Is the Tipping Point Toast?
In the last couple of years, there's been a lot of interest in social networks - and (somewhat belatedly) communications professionals are starting to look at greater use of informal networks and word-of-mouth. There's still, however, the temptation to look at the model Malcolm Gladwell sets up in The Tipping Point as one where certain people (Gladwell calls them Connectors, Mavens and Salesmen) have a strong effect on the rest of the world.
For communicators, it's very seductive - if we can just discover who these people are, we can focus our efforts on them and allow the network to take care of the rest...
Earlier this year, however, Duncan Watts studied the problem more rigorously and discovered that it doesn't actually work that way. He created a model of a social network - a virtual environment where he could adjust how strong the connections were between people, how much more influence some had than others, etc. Fast Company reported on the article in Is the Tipping Point Toast?
The results were deeply counterintuitive. The experiment did produce several hundred societywide infections. But in the large majority of cases, the cascade began with an average Joe (although in cases where an Influential touched off the trend, it spread much further). To stack the deck in favor of Influentials, Watts changed the simulation, making them 10 times more connected. Now they could infect 40 times more people than the average citizen (and again, when they kicked off a cascade, it was substantially larger). But the rank-and-file citizen was still far more likely to start a contagion.
Why didn't the Influentials wield more power? With 40 times the reach of a normal person, why couldn't they kick-start a trend every time? Watts believes this is because a trend's success depends not on the person who starts it, but on how susceptible the society is overall to the trend--not how persuasive the early adopter is, but whether everyone else is easily persuaded. And in fact, when Watts tweaked his model to increase everyone's odds of being infected, the number of trends skyrocketed.
For communications/engagement/PR this has really important implications. As, I think, it does for leaders. The individual (no matter how much influence they have) has less effect than the readiness of everyone else to hear the message.
"If society is ready to embrace a trend, almost anyone can start one--and if it isn't, then almost no one can," Watts concludes. To succeed with a new product, it's less a matter of finding the perfect hipster to infect and more a matter of gauging the public's mood. Sure, there'll always be a first mover in a trend. But since she generally stumbles into that role by chance, she is, in Watts's terminology, an "accidental Influential."
Perhaps the problem with viral marketing is that the disease metaphor is misleading.
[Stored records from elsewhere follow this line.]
use enermina_core::AppResult;

use super::invalid_transition;
use crate::EventRegistrationStatus;

/// Event applied to an event registration.
#[derive(Debug, Clone, Copy, PartialEq, Eq)]
pub enum RegistrationEvent {
    /// Reserve a seat.
    Confirm,
    /// Attendee arrived.
    CheckIn,
    /// Attendee did not arrive.
    MarkNoShow,
    /// Attendee or organiser withdrew.
    Cancel,
    /// Payment returned.
    Refund,
    /// Registration lapsed.
    Expire,
}

impl RegistrationEvent {
    /// Returns the event name used in errors and routes.
    #[must_use]
    pub fn as_str(&self) -> &'static str {
        match self {
            Self::Confirm => "confirm",
            Self::CheckIn => "check in",
            Self::MarkNoShow => "mark no-show",
            Self::Cancel => "cancel",
            Self::Refund => "refund",
            Self::Expire => "expire",
        }
    }
}

/// Change to the event's `ticketsAvailable` counter.
#[derive(Debug, Clone, Copy, PartialEq, Eq)]
pub enum TicketEffect {
    /// Counter unchanged.
    None,
    /// Decrement by one, failing at zero.
    Reserve,
    /// Increment by one, bounded by capacity.
    Release,
}

/// Outcome of a registration transition.
#[derive(Debug, Clone, Copy, PartialEq, Eq)]
pub struct RegistrationTransition {
    /// New registration status.
    pub status: EventRegistrationStatus,
    /// Counter adjustment committed with the status.
    pub tickets: TicketEffect,
}

/// Moves a registration to its next status.
///
/// A confirmed registration holds one seat until it is cancelled, refunded
/// or expires; checked-in and no-show registrations keep theirs.
pub fn transition_registration(
    current: EventRegistrationStatus,
    event: RegistrationEvent,
) -> AppResult<RegistrationTransition> {
    use EventRegistrationStatus as Status;

    let (status, tickets) = match (current, event) {
        (Status::Pending, RegistrationEvent::Confirm) => (Status::Confirmed, TicketEffect::Reserve),
        (Status::Confirmed, RegistrationEvent::CheckIn) => (Status::CheckedIn, TicketEffect::None),
        (Status::Confirmed, RegistrationEvent::MarkNoShow) => (Status::NoShow, TicketEffect::None),
        (Status::Pending | Status::Confirmed, RegistrationEvent::Cancel) => {
            (Status::Cancelled, release_if_held(current))
        }
        (Status::Pending | Status::Confirmed, RegistrationEvent::Refund) => {
            (Status::Refunded, release_if_held(current))
        }
        (Status::Pending | Status::Confirmed, RegistrationEvent::Expire) => {
            (Status::Expired, release_if_held(current))
        }
        _ => return Err(invalid_transition("registration", current, event.as_str())),
    };

    Ok(RegistrationTransition { status, tickets })
}

fn release_if_held(current: EventRegistrationStatus) -> TicketEffect {
    if current == EventRegistrationStatus::Confirmed {
        TicketEffect::Release
    } else {
        TicketEffect::None
    }
}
Watts thinks trends are more like forest fires: There are thousands a year, but only a few become roaring monsters. That's because in those rare situations, the landscape was ripe: sparse rain, dry woods, badly equipped fire departments. If these conditions exist, any old match will do. "And nobody," Watts says wryly, "will go around talking about the exceptional properties of the spark that started the fire."
So, communicators can (and do) spend lots of time crafting the right message. Or training the leader to communicate better. Or identifying the right vehicle or channel for communication. All of which are roughly equivalent to getting a really neat spark together.
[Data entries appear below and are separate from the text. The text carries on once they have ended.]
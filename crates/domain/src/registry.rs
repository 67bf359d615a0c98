//! Enumeration registry.
//!
//! Every closed tag set used by the platform lives here, so the schema
//! validator and the lifecycle machines agree on one spelling per tag.

use std::fmt::{Display, Formatter};
use std::str::FromStr;

use enermina_core::AppError;
use serde::{Deserialize, Serialize};

macro_rules! tag_set {
    (
        $(#[$meta:meta])*
        $name:ident, $label:literal {
            $( $(#[$variant_meta:meta])* $variant:ident => $tag:literal ),+ $(,)?
        }
    ) => {
        $(#[$meta])*
        #[derive(Debug, Clone, Copy, PartialEq, Eq, Hash, PartialOrd, Ord, Serialize, Deserialize)]
        pub enum $name {
            $(
                $(#[$variant_meta])*
                #[serde(rename = $tag)]
                $variant,
            )+
        }

        impl $name {
            /// Stable storage values, in declaration order.
            pub const TAGS: &'static [&'static str] = &[$($tag),+];

            /// Returns the stable storage value for this tag.
            #[must_use]
            pub fn as_str(&self) -> &'static str {
                match self {
                    $(Self::$variant => $tag,)+
                }
            }

            /// Returns every tag of the set.
            #[must_use]
            pub fn all() -> &'static [Self] {
                &[$(Self::$variant),+]
            }
        }

        impl FromStr for $name {
            type Err = AppError;

            fn from_str(value: &str) -> Result<Self, Self::Err> {
                match value {
                    $($tag => Ok(Self::$variant),)+
                    _ => Err(AppError::Validation(format!(
                        "unknown {} value '{value}'",
                        $label
                    ))),
                }
            }
        }

        impl Display for $name {
            fn fmt(&self, formatter: &mut Formatter<'_>) -> std::fmt::Result {
                formatter.write_str(self.as_str())
            }
        }
    };
}

pub(crate) use tag_set;

tag_set! {
    /// Identity-provider group of a user.
    UserRole, "user role" {
        /// Platform administrator.
        Admin => "ADMIN",
        /// Professional offering resources and services.
        Professional => "PROFESSIONAL",
        /// Default community member.
        Subscriber => "SUBSCRIBER",
    }
}

tag_set! {
    /// Self-declared gender on a user profile.
    Gender, "gender" {
        /// Male.
        Male => "MALE",
        /// Female.
        Female => "FEMALE",
        /// Other.
        Other => "OTHER",
        /// Not disclosed.
        Unknown => "UNKNOWN",
    }
}

tag_set! {
    /// Editorial status of an article.
    ArticleStatus, "article status" {
        /// Draft.
        Draft => "DRAFT",
        /// Published.
        Published => "PUBLISHED",
        /// Archived.
        Archived => "ARCHIVED",
    }
}

tag_set! {
    /// Media kind.
    MediaType, "media type" {
        /// Image.
        Image => "IMAGE",
        /// Video.
        Video => "VIDEO",
    }
}

tag_set! {
    /// Area a category applies to.
    CategoryType, "category type" {
        /// Articles.
        Article => "ARTICLE",
        /// Businesses.
        Business => "BUSINESS",
        /// Events.
        Event => "EVENT",
        /// Resources.
        Resource => "RESOURCE",
        /// Opportunities.
        Opportunity => "OPPORTUNITY",
    }
}

tag_set! {
    /// Kind of record owning an address.
    AddressOwnerType, "address owner type" {
        /// Business.
        Business => "BUSINESS",
        /// Event.
        Event => "EVENT",
        /// User.
        User => "USER",
    }
}

tag_set! {
    /// Scheduling status of an event.
    EventStatus, "event status" {
        /// Draft.
        Draft => "DRAFT",
        /// Upcoming.
        Upcoming => "UPCOMING",
        /// Ongoing.
        Ongoing => "ONGOING",
        /// Completed.
        Completed => "COMPLETED",
    }
}

tag_set! {
    /// Event format.
    EventType, "event type" {
        /// Workshops.
        Workshops => "WORKSHOPS",
        /// Webinars.
        Webinars => "WEBINARS",
        /// Conferences.
        Conferences => "CONFERENCES",
        /// Seminars.
        Seminars => "SEMINARS",
        /// Meetups.
        Meetups => "MEETUPS",
    }
}

tag_set! {
    /// Lifecycle state of an event registration.
    EventRegistrationStatus, "event registration status" {
        /// Awaiting confirmation.
        Pending => "PENDING",
        /// Seat reserved.
        Confirmed => "CONFIRMED",
        /// Cancelled by the attendee or organiser.
        Cancelled => "CANCELLED",
        /// Refunded.
        Refunded => "REFUNDED",
        /// Attendee checked in.
        CheckedIn => "CHECKED_IN",
        /// Attendee did not show up.
        NoShow => "NO_SHOW",
        /// Registration lapsed.
        Expired => "EXPIRED",
    }
}

tag_set! {
    /// Target kind of a rating.
    RatedItemType, "rated item type" {
        /// Business.
        Business => "BUSINESS",
        /// Professional.
        Professional => "PROFESSIONAL",
        /// Resource.
        Resource => "RESOURCE",
    }
}

tag_set! {
    /// Target kind of a reminder.
    RemindedItemType, "reminded item type" {
        /// Business.
        Business => "BUSINESS",
        /// Professional.
        Professional => "PROFESSIONAL",
        /// Resource.
        Resource => "RESOURCE",
    }
}

tag_set! {
    /// Target kind of a like.
    LikedItemType, "liked item type" {
        /// Business.
        Business => "BUSINESS",
        /// Article.
        Article => "ARTICLE",
        /// Resource.
        Resource => "RESOURCE",
    }
}

tag_set! {
    /// Target kind of a view.
    ViewedItemType, "viewed item type" {
        /// Business.
        Business => "BUSINESS",
        /// Professional.
        Professional => "PROFESSIONAL",
        /// Article.
        Article => "ARTICLE",
        /// Resource.
        Resource => "RESOURCE",
    }
}

tag_set! {
    /// Audience of a notification.
    NotificationType, "notification type" {
        /// General.
        General => "GENERAL",
        /// Personal.
        Personal => "PERSONAL",
        /// Promotional.
        Promotional => "PROMOTIONAL",
        /// Update.
        Update => "UPDATE",
    }
}

tag_set! {
    /// Kind of item a notification points at.
    NotificationRelatedItemType, "notification related item type" {
        /// Order.
        Order => "ORDER",
        /// Business.
        Business => "BUSINESS",
        /// Professional.
        Professional => "PROFESSIONAL",
        /// Resource.
        Resource => "RESOURCE",
        /// Article.
        Article => "ARTICLE",
        /// Anything else.
        Other => "OTHER",
    }
}

tag_set! {
    /// Delivery state of a notification.
    NotificationStatus, "notification status" {
        /// Waiting for dispatch.
        Pending => "PENDING",
        /// Handed to a channel.
        Sent => "SENT",
        /// Confirmed delivered.
        Delivered => "DELIVERED",
        /// Delivery failed.
        Failed => "FAILED",
        /// Read by the recipient.
        Read => "READ",
    }
}

tag_set! {
    /// Template used to render a notification.
    NotificationTemplateKey, "notification template key" {
        /// Invoice issued.
        InvoiceCreated => "INVOICE_CREATED",
        /// Invoice status changed.
        InvoiceStatusUpdated => "INVOICE_STATUS_UPDATED",
        /// Welcome message.
        UserWelcome => "USER_WELCOME",
        /// Security alert.
        UserAccountSecurityAlert => "USER_ACCOUNT_SECURITY_ALERT",
        /// Payment received.
        PaymentReceived => "PAYMENT_RECEIVED",
        /// Payment failed.
        PaymentFailed => "PAYMENT_FAILED",
        /// Article published.
        ContentArticlePublished => "CONTENT_ARTICLE_PUBLISHED",
        /// Service launch promotion.
        PromotionServiceLaunch => "PROMOTION_SERVICE_LAUNCH",
        /// Community event promotion.
        PromotionCommunityEvent => "PROMOTION_COMMUNITY_EVENT",
    }
}

impl NotificationTemplateKey {
    /// Returns the `templateData` keys the template interpolates.
    #[must_use]
    pub fn required_data_keys(&self) -> &'static [&'static str] {
        match self {
            Self::InvoiceCreated => &["invoiceNumber", "totalAmount", "dueDate"],
            Self::InvoiceStatusUpdated => &["invoiceNumber", "status"],
            Self::UserWelcome => &["firstName"],
            Self::UserAccountSecurityAlert => &["event", "occurredAt"],
            Self::PaymentReceived => &["invoiceNumber", "amount"],
            Self::PaymentFailed => &["invoiceNumber", "amount", "reason"],
            Self::ContentArticlePublished => &["articleTitle", "articleId"],
            Self::PromotionServiceLaunch => &["serviceName"],
            Self::PromotionCommunityEvent => &["eventTitle", "eventDate"],
        }
    }
}

tag_set! {
    /// Priority of a notification or reminder.
    Priority, "priority" {
        /// Low.
        Low => "LOW",
        /// Medium.
        Medium => "MEDIUM",
        /// High.
        High => "HIGH",
    }
}

tag_set! {
    /// Completion state of a reminder.
    ReminderStatus, "reminder status" {
        /// Pending.
        Pending => "PENDING",
        /// Completed.
        Completed => "COMPLETED",
        /// Skipped.
        Skipped => "SKIPPED",
    }
}

tag_set! {
    /// Recurrence of a reminder.
    RepeatType, "repeat type" {
        /// Once.
        Once => "NONE",
        /// Daily.
        Daily => "DAILY",
        /// Weekly.
        Weekly => "WEEKLY",
        /// Custom schedule.
        Custom => "CUSTOM",
    }
}

tag_set! {
    /// Role of a staff member inside a business.
    UserBusinessRole, "business staff role" {
        /// Administrator.
        Admin => "ADMIN",
        /// Manager.
        Manager => "MANAGER",
        /// Employee.
        Employee => "EMPLOYEE",
    }
}

tag_set! {
    /// Lifecycle state shared by resource and event orders.
    OrderStatus, "order status" {
        /// Placed, awaiting a decision.
        Pending => "PENDING",
        /// Fulfilled.
        Fulfilled => "FULFILLED",
        /// Cancelled.
        Cancelled => "CANCELLED",
        /// Rejected.
        Rejected => "REJECTED",
    }
}

tag_set! {
    /// Settlement state of an invoice.
    InvoiceStatus, "invoice status" {
        /// Fully paid.
        Paid => "PAID",
        /// Outstanding.
        Unpaid => "UNPAID",
        /// Outstanding past its due date.
        Overdue => "OVERDUE",
        /// Voided.
        Cancelled => "CANCELLED",
    }
}

tag_set! {
    /// Invoice payment terms.
    PaymentTermsType, "payment terms" {
        /// Due next day.
        Net1 => "NET_1",
        /// Due in seven days.
        Net7 => "NET_7",
        /// Due in thirty days.
        Net30 => "NET_30",
    }
}

impl PaymentTermsType {
    /// Returns the number of days until an invoice with these terms is due.
    #[must_use]
    pub fn days(&self) -> i64 {
        match self {
            Self::Net1 => 1,
            Self::Net7 => 7,
            Self::Net30 => 30,
        }
    }
}

tag_set! {
    /// Kind of stored payment method.
    PaymentMethodType, "payment method type" {
        /// Credit card.
        CreditCard => "CREDIT_CARD",
        /// Debit card.
        DebitCard => "DEBIT_CARD",
        /// Mobile money wallet.
        MobilePayment => "MOBILE_PAYMENT",
    }
}

impl PaymentMethodType {
    /// Returns true when the method carries card details.
    #[must_use]
    pub fn is_card(&self) -> bool {
        matches!(self, Self::CreditCard | Self::DebitCard)
    }
}

tag_set! {
    /// Card network.
    CardBrand, "card brand" {
        /// Mastercard.
        Mastercard => "MASTERCARD",
        /// Visa.
        Visa => "VISA",
    }
}

tag_set! {
    /// Mobile money provider.
    MobileProviderName, "mobile provider" {
        /// M-Pesa.
        MPesa => "M_PESA",
        /// e-Mola.
        EMola => "E_MOLA",
        /// mKesh.
        MKesh => "M_KESH",
    }
}

tag_set! {
    /// State of a resource order line item.
    ResourceItemStatus, "resource item status" {
        /// Pending.
        Pending => "PENDING",
        /// Active.
        Active => "ACTIVE",
        /// Cancelled.
        Cancelled => "CANCELLED",
        /// Refunded.
        Refunded => "REFUNDED",
        /// Expired.
        Expired => "EXPIRED",
        /// Failed.
        Failed => "FAILED",
        /// Suspended.
        Suspended => "SUSPENDED",
    }
}

tag_set! {
    /// Settlement state of a payment transaction.
    PaymentTransactionStatus, "payment transaction status" {
        /// Settled.
        Success => "SUCCESS",
        /// Declined or errored.
        Failed => "FAILED",
        /// Awaiting settlement.
        Pending => "PENDING",
        /// Reserved; no transition reaches it.
        Refunded => "REFUNDED",
    }
}

tag_set! {
    /// Order kind an invoice bills.
    InvoiceSourceType, "invoice source type" {
        /// Resource order.
        ResourceOrder => "RESOURCE_ORDER",
        /// Event order.
        EventOrder => "EVENT_ORDER",
    }
}

tag_set! {
    /// Kind of opportunity.
    OpportunityType, "opportunity type" {
        /// Competition.
        Competition => "COMPETITION",
        /// Job vacancy.
        Vacancy => "VACANCY",
        /// Scholarship.
        Scholarship => "SCHOLARSHIP",
        /// Funding call.
        Fund => "FUND",
    }
}

tag_set! {
    /// Publication state of an opportunity.
    OpportunityStatus, "opportunity status" {
        /// Draft.
        Draft => "DRAFT",
        /// Open.
        Open => "OPEN",
        /// Closed.
        Closed => "CLOSED",
        /// Archived.
        Archived => "ARCHIVED",
    }
}
use std::collections::HashMap;
use std::sync::Arc;

use enermina_core::{AppError, AppResult};
use enermina_domain::relationship::{Reference, Relationship, outgoing_references};
use enermina_domain::schema::{OwnerField, SOFT_DELETE_FIELD};
use enermina_domain::{
    EntitySchema, EntityType, InvoiceStatus, ListingScope, Operation, Record, RecordKey, Subject,
};
use serde_json::{Map, Value};
use uuid::Uuid;

use crate::AuthorizationService;
use crate::record_ports::{RecordListQuery, RecordStore, RecordWrite, WriteBatch};

mod create;
mod delete;
mod read;
mod references;
mod relationships;
mod update;

/// Application service for generic record operations.
///
/// Every operation authorizes the subject against the entity policy,
/// validates the payload against the entity schema and commits one atomic
/// write batch guarded by the versions it read.
#[derive(Clone)]
pub struct RecordService {
    store: Arc<dyn RecordStore>,
    authorization_service: AuthorizationService,
}

impl RecordService {
    /// Creates a new record service.
    #[must_use]
    pub fn new(store: Arc<dyn RecordStore>, authorization_service: AuthorizationService) -> Self {
        Self {
            store,
            authorization_service,
        }
    }

    async fn require_record(&self, entity_type: EntityType, key: &RecordKey) -> AppResult<Record> {
        self.store.find(entity_type, key).await?.ok_or_else(|| {
            AppError::NotFound(format!("{} '{key}' does not exist", entity_type.as_str()))
        })
    }

    async fn commit_one(&self, batch: WriteBatch) -> AppResult<Record> {
        self.store
            .commit(batch)
            .await?
            .into_iter()
            .next()
            .ok_or_else(|| AppError::Internal("record store returned no written record".to_owned()))
    }
}

/// Requires a request payload to be a JSON object.
pub(crate) fn payload_object(payload: Value) -> AppResult<Map<String, Value>> {
    match payload {
        Value::Object(map) => Ok(map),
        other => Err(AppError::Validation(format!(
            "record payload must be a JSON object, got {other}"
        ))),
    }
}

/// Counter on a liked item that mirrors its number of likes.
fn like_counter(entity_type: EntityType) -> Option<&'static str> {
    match entity_type {
        EntityType::Article => Some("likeCount"),
        EntityType::Business | EntityType::Resource => Some("likes"),
        _ => None,
    }
}

#[cfg(test)]
mod tests;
Instead, if you really want to ignite change, prepare the ground. Raise awareness of the problems, shift the environment, stimulate the conversations. And through these, stimulate the social network, don't analyse it. Because, in traditional complex vs complicated terms, you'll spot the influential in retrospect and expect them to take that role next time.
As Watts points out, viral thinkers analyze trends after they've broken out. "They start with an existing trend, like Hush Puppies, and they go backward until they've identified the people who did it first, and then they go, 'Okay, these are the Influentials!'" But who's to say those aren't just Watts's accidental Influentials, random smokers who walked, unwittingly, into a dry forest? East Village hipsters were wearing lots of cool things in the fall of 1994. But, as Watts wondered, why did only Hush Puppies take off? Why didn't their other clothing choices reach a tipping point too?
So for communicators, or culture change agents, it's better to invest in two other areas altogether - preparing the ground and trying lots of sparks. Some will die out, but then some will catch in ways that you can't predict. And that unpredictability is, I suspect, why few comms teams are so far willing to go this route.